Showing posts with label 2019; lessons for the new year; God is with us;. Show all posts
Showing posts with label 2019; lessons for the new year; God is with us;. Show all posts

Tuesday, December 31, 2019

2019: What I've learned from a year of pain, triumph, grief, hope

When I was a young(er) father, dealing with the outrage of our single-digit year old son and daughter about how this or that was not fair, I suspected trying to explain theologically, philosophically, metaphysically how this could possibly be so true in a universal -- yet not, ultimately, eternal -- sense, would simply confuse the heck out of their precious, beloved minds.

And on a recent trip to visit my grandchildren in Maryland, I saw the same learning curve on the Question of Fairness in play. Wheel do go 'round in circles, still.


It certainly had that effect on me. So, I simply repeated -- after each mean-spirited slight of another child toward them, or when one of them was convinced the other had more ice cream (as measured by teaspoons, I suspect), or the miscarriage of justice in both of them having to go to bed at the same time (despite the eons of difference between being 5 and 7!) -- that, "Life is not fair. It just is (life)."

OK, certainly not as profound as God declaring to the curious Moses that His Name was, "I AM that I AM."  Although, within the Mims household of the kids' youngest years, the debate certainly was as intense, if things are relative. (But of course, we know relativity, applied to questions of fairness, justice, and all the rest is also a plunge down the rabbit hole that lurks at the base of our finite minds; that's another conversation, though).

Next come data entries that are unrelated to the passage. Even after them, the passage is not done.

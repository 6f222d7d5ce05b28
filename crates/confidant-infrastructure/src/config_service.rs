//! Configuration service implementation.
//!
//! This module provides a ConfigService that loads the application
//! configuration from the configuration file (~/.config/confidant/config.toml).

use crate::paths::ConfidantPaths;
use confidant_core::config::AppConfig;
use confidant_core::{ConfidantError, Result};
use std::fs;
use std::path::{Path, PathBuf};

/// Environment variables consulted, in order, when no API key is configured.
pub const API_KEY_ENV_VARS: [&str; 2] = ["CONFIDANT_API_KEY", "OPENAI_API_KEY"];

/// Loads `AppConfig` from a TOML file.
///
/// Responsibilities:
/// - Read and parse config.toml
/// - Fall back to defaults when the file is missing or empty
/// - Fill in the API key from the environment when the file has none
///
/// Does NOT:
/// - Write or create the config file
/// - Apply command-line overrides (the front end does that)
#[derive(Debug, Clone)]
pub struct ConfigService {
    path: PathBuf,
}

impl ConfigService {
    /// Creates a ConfigService for the default path (~/.config/confidant/config.toml).
    pub fn new() -> Result<Self> {
        let path = ConfidantPaths::config_file()
            .map_err(|e| ConfidantError::config(e.to_string()))?;
        Ok(Self { path })
    }

    /// Creates a ConfigService with a custom path (for testing or `--config`).
    pub fn with_path(path: impl Into<PathBuf>) -> Self {
        Self { path: path.into() }
    }

    pub fn path(&self) -> &Path {
        &self.path
    }

    /// Loads the configuration, applying environment fallbacks.
    ///
    /// # Returns
    ///
    /// - `Ok(AppConfig)`: loaded, or defaults when the file is missing or empty
    /// - `Err(Config)`: the file exists but cannot be read or parsed
    pub fn load(&self) -> Result<AppConfig> {
        let config = self.load_file()?;
        Ok(apply_env_overrides(config, |key| std::env::var(key).ok()))
    }

    fn load_file(&self) -> Result<AppConfig> {
        if !self.path.exists() {
            tracing::debug!(path = %self.path.display(), "Config file not found, using defaults");
            return Ok(AppConfig::default());
        }

        let content = fs::read_to_string(&self.path).map_err(|e| {
            ConfidantError::config(format!(
                "Failed to read configuration file at {}: {}",
                self.path.display(),
                e
            ))
        })?;

        if content.trim().is_empty() {
            return Ok(AppConfig::default());
        }

        toml::from_str(&content).map_err(|e| {
            ConfidantError::config(format!(
                "Failed to parse configuration file at {}: {}",
                self.path.display(),
                e
            ))
        })
    }
}

/// Fills `generation.api_key` from the first set variable in [`API_KEY_ENV_VARS`].
///
/// A key present in the file always wins.
pub fn apply_env_overrides<F>(mut config: AppConfig, lookup: F) -> AppConfig
where
    F: Fn(&str) -> Option<String>,
{
    let has_key = config
        .generation
        .api_key
        .as_deref()
        .is_some_and(|k| !k.is_empty());
    if !has_key {
        config.generation.api_key = API_KEY_ENV_VARS
            .iter()
            .find_map(|var| lookup(var).filter(|v| !v.is_empty()));
    }
    config
}
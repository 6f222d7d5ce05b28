use super::history::{DEFAULT_INSTRUCTION, HistoryHandle, SessionHistory};
use super::message::Message;
use std::collections::HashMap;
use std::sync::Arc;
use tokio::sync::RwLock;

/// Owns the in-memory mapping from user id to live session history.
///
/// `SessionStore` is responsible for:
/// - Lazily creating a user's history on first access
/// - Guaranteeing exactly one history per user under concurrent first access
/// - Resetting a user's history back to the leading instruction
///
/// Construct one per process and share it (usually behind an `Arc`).
/// Sessions live until the store is dropped; idle sessions are never evicted.
pub struct SessionStore {
    /// In-memory session histories, keyed by user id
    sessions: RwLock<HashMap<String, HistoryHandle>>,
    /// Leading instruction for newly created histories
    default_instruction: String,
}

impl SessionStore {
    /// Creates a store whose new sessions start with `default_instruction`.
    pub fn new(default_instruction: impl Into<String>) -> Self {
        Self {
            sessions: RwLock::new(HashMap::new()),
            default_instruction: default_instruction.into(),
        }
    }

    pub fn default_instruction(&self) -> &str {
        &self.default_instruction
    }

    /// Returns the live history for `user_id`, creating it if needed.
    ///
    /// The fast path only takes the read lock. On a miss the write lock is
    /// acquired and presence is checked again before inserting, so racing
    /// first accesses for the same user all receive the same history.
    pub async fn get_or_create(&self, user_id: &str) -> HistoryHandle {
        if let Some(history) = self.sessions.read().await.get(user_id) {
            return Arc::clone(history);
        }

        let mut sessions = self.sessions.write().await;
        let history = sessions.entry(user_id.to_string()).or_insert_with(|| {
            tracing::debug!(user_id, "Creating session history");
            Arc::new(SessionHistory::new(self.default_instruction.clone()))
        });
        Arc::clone(history)
    }

    /// Discards the history for `user_id` and starts a fresh one.
    ///
    /// Handles obtained before the reset keep pointing at the discarded
    /// history; callers must use the returned handle from now on.
    pub async fn reset(&self, user_id: &str) -> HistoryHandle {
        let mut sessions = self.sessions.write().await;
        sessions.remove(user_id);
        let history = Arc::new(SessionHistory::new(self.default_instruction.clone()));
        sessions.insert(user_id.to_string(), Arc::clone(&history));
        tracing::info!(user_id, "Session history reset");
        history
    }

    /// Appends `message` to the live history of `user_id`.
    pub async fn append(&self, user_id: &str, message: Message) {
        self.get_or_create(user_id).await.append(message).await;
    }

    /// Number of users with a live history.
    #[cfg(test)]
    pub(crate) async fn session_count(&self) -> usize {
        self.sessions.read().await.len()
    }
}

impl Default for SessionStore {
    fn default() -> Self {
        Self::new(DEFAULT_INSTRUCTION)
    }
}

#[cfg(test)]
#[path = "store_test.rs"]
mod tests;
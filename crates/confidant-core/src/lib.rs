pub mod config;
pub mod error;
pub mod generation;
pub mod naming;
pub mod portrait;
pub mod session;
pub mod transcript;

// Re-export common error type
pub use error::{ConfidantError, ErrorKind, Result};
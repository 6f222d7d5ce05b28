use std::io::Write;
use std::sync::Arc;

use anyhow::{Context as _, Result};
use clap::Parser;
use colored::Colorize;
use rustyline::error::ReadlineError;
use rustyline::history::DefaultHistory;
use rustyline::Editor;
use tokio_util::sync::CancellationToken;

use confidant_application::{SessionUseCase, TurnOutcome};
use confidant_core::session::SessionStore;
use confidant_infrastructure::paths::ConfidantPaths;
use confidant_infrastructure::{ConfigService, UserDirectoryLayout};
use confidant_interaction::OpenAIApiAgent;

mod cli;
mod command;
mod helper;
mod logging;

use cli::Args;
use command::{COMMANDS, ReplCommand};
use helper::CliHelper;

type Repl = Editor<CliHelper, DefaultHistory>;

const BANNER_WIDTH: usize = 60;

#[tokio::main]
async fn main() {
    if let Err(err) = run_app().await {
        eprintln!("{}", format!("\nFatal error: {err:#}").red().bold());
        std::process::exit(1);
    }
}

/// Sets up the Confidant REPL and runs it.
///
/// 1. Loads the configuration and applies command-line overrides
/// 2. Starts file logging
/// 3. Wires the session use case to an OpenAI-compatible agent
/// 4. Prepares the user's directories (fatal on failure) and runs the loop
async fn run_app() -> Result<()> {
    let args = Args::parse();

    let config_service = match &args.config {
        Some(path) => ConfigService::with_path(path),
        None => ConfigService::new()?,
    };
    let config = args.apply_to(config_service.load()?);
    config.validate()?;

    let _log_guard = logging::init(&ConfidantPaths::logs_dir()?, &config.log_level)
        .context("Failed to initialize logging")?;
    tracing::info!(user_id = %config.user_id, model = %config.generation.model, "Starting confidant");

    let base_dir = match &config.base_dir {
        Some(dir) => dir.clone(),
        None => ConfidantPaths::user_data_dir()?,
    };

    let agent = Arc::new(
        OpenAIApiAgent::from_settings(&config.generation)?
            .with_chat_sampling(config.chat_sampling.clone())
            .with_portrait_sampling(config.portrait_sampling.clone()),
    );
    let usecase = SessionUseCase::new(
        UserDirectoryLayout::new(base_dir),
        Arc::new(SessionStore::new(config.leading_instruction())),
        config.portrait_label.clone(),
        agent.clone(),
        agent,
    );

    let user_id = config.user_id.clone();
    let status = usecase.prepare_user(&user_id).await?;

    let mut rl: Repl = Editor::new()?;
    rl.set_helper(Some(CliHelper::new()));

    print_banner(&user_id);
    system(&status);

    let cancel = CancellationToken::new();
    let outcome = run(&mut rl, &usecase, &user_id, &cancel).await;
    if let Err(err) = &outcome {
        tracing::error!(error = %err, "REPL stopped on a fatal error");
    }
    tracing::info!("Exiting confidant");
    outcome
}

/// Runs the read loop until the operator quits or a fatal error occurs.
async fn run(
    rl: &mut Repl,
    usecase: &SessionUseCase,
    user_id: &str,
    cancel: &CancellationToken,
) -> Result<()> {
    loop {
        let line = match rl.readline("You: ") {
            Ok(line) => line,
            Err(ReadlineError::Interrupted) | Err(ReadlineError::Eof) => {
                println!("\n{}", "Goodbye!".bright_green());
                return Ok(());
            }
            Err(err) => return Err(err.into()),
        };

        let command = ReplCommand::parse(&line);
        if command != ReplCommand::Empty {
            let _ = rl.add_history_entry(line.trim());
        }

        match command {
            ReplCommand::Empty => continue,
            ReplCommand::Quit => {
                println!("{}", "Goodbye!".bright_green());
                return Ok(());
            }
            ReplCommand::Save => system(&usecase.save_conversation(user_id).await?),
            ReplCommand::ListHistory => system(&usecase.list_history(user_id).await?),
            ReplCommand::ListPortraits => system(&usecase.list_portraits(user_id).await?),
            ReplCommand::Reset => system(&usecase.reset_session(user_id).await?),
            ReplCommand::GeneratePortrait => {
                let Some(suggested) = usecase.suggest_history_file(user_id).await else {
                    system("No saved conversation files yet. Use /save first.");
                    continue;
                };
                system(&usecase.list_history(user_id).await?);
                let Some(file) = ask_file(rl, "Conversation file", &suggested)? else {
                    println!("\n{}", "Goodbye!".bright_green());
                    return Ok(());
                };
                println!("{}", "Generating portrait, this may take a while ...".bright_black());
                let status = usecase
                    .generate_portrait(user_id, &file, |portrait| {
                        print_portrait(&portrait.content)
                    })
                    .await?;
                system(&status);
            }
            ReplCommand::InjectPortrait => {
                let Some(suggested) = usecase.suggest_portrait_file(user_id).await else {
                    system("No generated portrait files yet. Use /gen portrait first.");
                    continue;
                };
                system(&usecase.list_portraits(user_id).await?);
                let Some(file) = ask_file(rl, "Portrait file", &suggested)? else {
                    println!("\n{}", "Goodbye!".bright_green());
                    return Ok(());
                };
                system(&usecase.inject_portrait(user_id, &file).await?);
            }
            ReplCommand::Chat(input) => {
                print!("\n{}", "Assistant: ".bright_blue().bold());
                let _ = std::io::stdout().flush();

                let outcome = usecase
                    .chat(
                        user_id,
                        &input,
                        |fragment| {
                            print!("{fragment}");
                            let _ = std::io::stdout().flush();
                        },
                        cancel,
                    )
                    .await?;
                println!("\n");

                if let TurnOutcome::Failed(status) = outcome {
                    system(&status);
                }
            }
        }
    }
}

/// Prompts for a file name; an empty answer selects `suggested`.
///
/// Returns `None` when the operator interrupts the prompt.
fn ask_file(rl: &mut Repl, what: &str, suggested: &str) -> Result<Option<String>> {
    let prompt = format!("{what} (e.g. {suggested}, Enter for latest): ");
    match rl.readline(&prompt) {
        Ok(answer) => {
            let answer = answer.trim();
            Ok(Some(if answer.is_empty() {
                suggested.to_string()
            } else {
                answer.to_string()
            }))
        }
        Err(ReadlineError::Interrupted) | Err(ReadlineError::Eof) => Ok(None),
        Err(err) => Err(err.into()),
    }
}

fn system(status: &str) {
    println!("\n{} {}", "[System]".yellow().bold(), status);
}

fn print_portrait(content: &str) {
    let title = " User portrait generated ";
    let side = "=".repeat((BANNER_WIDTH - title.len()) / 2);
    println!("\n{}", format!("{side}{title}{side}").bright_magenta());
    println!("{content}");
    println!("{}\n", "=".repeat(BANNER_WIDTH).bright_magenta());
}

fn print_banner(user_id: &str) {
    let rule = "=".repeat(BANNER_WIDTH);
    println!("\n{}", rule.bright_magenta());
    println!("{}", "Welcome to Confidant, a command-line counseling assistant.".bold());
    println!("{}", format!("Session user: {user_id}").bright_black());
    println!("Supported commands:");
    let descriptions = [
        "save the current conversation to the history directory",
        "list saved conversation files",
        "list generated portrait files",
        "generate a portrait from a saved conversation (prompts for a file)",
        "inject a portrait into the current conversation (prompts for a file)",
        "reset the current conversation",
        "exit the program",
    ];
    for (command, description) in COMMANDS.iter().zip(descriptions) {
        println!("  {}- {}", format!("{command:<18}").bright_cyan(), description);
    }
    println!("{}\n", rule.bright_magenta());
}
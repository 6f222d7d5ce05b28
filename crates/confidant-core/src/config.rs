use crate::error::{ConfidantError, Result};
use crate::naming::{DEFAULT_PORTRAIT_LABEL, validate_segment};
use crate::session::DEFAULT_INSTRUCTION;
use serde::{Deserialize, Serialize};
use std::path::PathBuf;

/// User id used when none is configured.
pub const DEFAULT_USER_ID: &str = "cli_user";

const DEFAULT_ENDPOINT: &str = "http://localhost:8000/v1";
const DEFAULT_MODEL: &str = "PsyBPLLM";
const DEFAULT_LOG_LEVEL: &str = "info";

/// Root of `config.toml`.
///
/// Every field has a default, so an empty or missing file is a valid
/// configuration.
#[derive(Deserialize, Serialize, Debug, Clone, PartialEq)]
#[serde(default)]
pub struct AppConfig {
    /// User whose session the REPL drives.
    pub user_id: String,
    /// Root holding one directory per user. Platform data dir when unset.
    pub base_dir: Option<PathBuf>,
    /// Prefix of generated portrait file names.
    pub portrait_label: String,
    /// Replaces the built-in leading instruction for new sessions.
    pub system_prompt: Option<String>,
    /// Log filter used when `RUST_LOG` is not set.
    pub log_level: String,
    pub generation: GenerationSettings,
    pub chat_sampling: SamplingSettings,
    pub portrait_sampling: SamplingSettings,
}

impl Default for AppConfig {
    fn default() -> Self {
        Self {
            user_id: DEFAULT_USER_ID.to_string(),
            base_dir: None,
            portrait_label: DEFAULT_PORTRAIT_LABEL.to_string(),
            system_prompt: None,
            log_level: DEFAULT_LOG_LEVEL.to_string(),
            generation: GenerationSettings::default(),
            chat_sampling: SamplingSettings::chat(),
            portrait_sampling: SamplingSettings::portrait(),
        }
    }
}

impl AppConfig {
    /// Checks the values that become path components under the user-data base.
    ///
    /// # Errors
    ///
    /// `Config` when `user_id` or `portrait_label` is empty or could escape
    /// its directory.
    pub fn validate(&self) -> Result<()> {
        validate_segment("user id", &self.user_id)
            .and_then(|()| validate_segment("portrait label", &self.portrait_label))
            .map_err(|err| match err {
                ConfidantError::InvalidArgument(message) => ConfidantError::config(message),
                other => other,
            })
    }

    /// Leading instruction for new sessions.
    pub fn leading_instruction(&self) -> &str {
        self.system_prompt
            .as_deref()
            .filter(|s| !s.trim().is_empty())
            .unwrap_or(DEFAULT_INSTRUCTION)
    }
}

/// Connection settings for the OpenAI-compatible generation endpoint.
#[derive(Deserialize, Serialize, Debug, Clone, PartialEq)]
#[serde(default)]
pub struct GenerationSettings {
    /// Base URL up to and including `/v1`.
    pub endpoint: String,
    pub model: String,
    /// Sent as a bearer token when present.
    pub api_key: Option<String>,
    pub request_timeout_secs: u64,
}

impl Default for GenerationSettings {
    fn default() -> Self {
        Self {
            endpoint: DEFAULT_ENDPOINT.to_string(),
            model: DEFAULT_MODEL.to_string(),
            api_key: None,
            request_timeout_secs: 600,
        }
    }
}

#[derive(Deserialize, Serialize, Debug, Clone, PartialEq)]
#[serde(default)]
pub struct SamplingSettings {
    pub max_tokens: u32,
    pub temperature: f32,
    pub top_p: f32,
}

impl SamplingSettings {
    /// Sampled decoding for live chat turns.
    pub fn chat() -> Self {
        Self {
            max_tokens: 1024,
            temperature: 0.8,
            top_p: 0.95,
        }
    }

    /// Greedy decoding for portraits, so the same transcript yields the same portrait.
    pub fn portrait() -> Self {
        Self {
            max_tokens: 2048,
            temperature: 0.0,
            top_p: 1.0,
        }
    }
}

impl Default for SamplingSettings {
    fn default() -> Self {
        Self::chat()
    }
}

#[cfg(test)]
mod tests {
    use super::*;

    #[test]
    fn test_empty_toml_yields_defaults() {
        let config: AppConfig = toml::from_str("").unwrap();
        assert_eq!(config, AppConfig::default());
        assert_eq!(config.user_id, "cli_user");
        assert_eq!(config.portrait_sampling.max_tokens, 2048);
        assert_eq!(config.chat_sampling.max_tokens, 1024);
    }

    #[test]
    fn test_partial_toml_keeps_other_defaults() {
        let config: AppConfig = toml::from_str(
            r#"
            user_id = "alice"

            [generation]
            model = "qwen2.5-7b-instruct"
            "#,
        )
        .unwrap();
        assert_eq!(config.user_id, "alice");
        assert_eq!(config.generation.model, "qwen2.5-7b-instruct");
        assert_eq!(config.generation.endpoint, DEFAULT_ENDPOINT);
        assert_eq!(config.portrait_label, "user_portrait");
    }

    #[test]
    fn test_leading_instruction_override() {
        let mut config = AppConfig::default();
        assert_eq!(config.leading_instruction(), DEFAULT_INSTRUCTION);

        config.system_prompt = Some("   ".to_string());
        assert_eq!(config.leading_instruction(), DEFAULT_INSTRUCTION);

        config.system_prompt = Some("Be brief.".to_string());
        assert_eq!(config.leading_instruction(), "Be brief.");
    }

    #[test]
    fn test_default_config_is_valid() {
        assert!(AppConfig::default().validate().is_ok());
    }

    #[test]
    fn test_unusable_user_id_is_rejected() {
        for user_id in ["", "a/b", ".."] {
            let config = AppConfig {
                user_id: user_id.to_string(),
                ..AppConfig::default()
            };
            let err = config.validate().unwrap_err();
            assert_eq!(err.kind(), crate::error::ErrorKind::Config, "{user_id:?}");
        }
    }

    #[test]
    fn test_escaping_portrait_label_is_rejected() {
        let config: AppConfig = toml::from_str(r#"portrait_label = "../../../escaped""#).unwrap();
        let err = config.validate().unwrap_err();
        assert_eq!(
            err.to_string(),
            "Configuration error: portrait label must not contain path separators: '../../../escaped'"
        );
    }
}
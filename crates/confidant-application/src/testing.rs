//! Scripted collaborators for unit tests.

use async_trait::async_trait;
use confidant_core::generation::{ChatBackend, Summarizer};
use confidant_core::session::Message;
use confidant_core::{ConfidantError, Result};
use std::sync::Mutex;
use tokio::sync::mpsc::UnboundedSender;

/// Returns a fixed portrait and records every request it receives.
pub struct ScriptedSummarizer {
    reply: Result<String>,
    pub requests: Mutex<Vec<Vec<Message>>>,
}

impl ScriptedSummarizer {
    pub fn replying(reply: &str) -> Self {
        Self {
            reply: Ok(reply.to_string()),
            requests: Mutex::new(Vec::new()),
        }
    }

    pub fn failing(message: &str) -> Self {
        Self {
            reply: Err(ConfidantError::generation(message)),
            requests: Mutex::new(Vec::new()),
        }
    }

    pub fn request_count(&self) -> usize {
        self.requests.lock().unwrap().len()
    }
}

#[async_trait]
impl Summarizer for ScriptedSummarizer {
    async fn summarize(&self, messages: &[Message]) -> Result<String> {
        self.requests.lock().unwrap().push(messages.to_vec());
        self.reply.clone()
    }
}

/// Streams a fixed list of fragments, optionally failing afterwards.
pub struct ScriptedChat {
    fragments: Vec<String>,
    fail_with: Option<String>,
    pub seen: Mutex<Vec<Vec<Message>>>,
}

impl ScriptedChat {
    pub fn streaming(fragments: &[&str]) -> Self {
        Self {
            fragments: fragments.iter().map(|f| f.to_string()).collect(),
            fail_with: None,
            seen: Mutex::new(Vec::new()),
        }
    }

    pub fn failing_after(fragments: &[&str], message: &str) -> Self {
        Self {
            fail_with: Some(message.to_string()),
            ..Self::streaming(fragments)
        }
    }
}

#[async_trait]
impl ChatBackend for ScriptedChat {
    async fn stream_chat(
        &self,
        messages: Vec<Message>,
        fragments: UnboundedSender<String>,
    ) -> Result<()> {
        self.seen.lock().unwrap().push(messages);
        for fragment in &self.fragments {
            let _ = fragments.send(fragment.clone());
        }
        match &self.fail_with {
            Some(message) => Err(ConfidantError::generation(message.clone())),
            None => Ok(()),
        }
    }
}

/// Never finishes; used to exercise cancellation.
pub struct StalledChat;

#[async_trait]
impl ChatBackend for StalledChat {
    async fn stream_chat(
        &self,
        _messages: Vec<Message>,
        fragments: UnboundedSender<String>,
    ) -> Result<()> {
        let _ = fragments.send("partial".to_string());
        std::future::pending::<()>().await;
        Ok(())
    }
}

But no matter how "mature" we get, we always will have moments where our inner child flops on the ground, disconsolate, and cries, "This just isn't fair!"

When your 96-year-old father -- once a talented musician, bright of intellect, and example of Christian faith lived as much as he preached -- lives his final year in arthritic pain, stroke-induced dementia, and deafness that has you shouting "I love you in his ear," is that "fair?"  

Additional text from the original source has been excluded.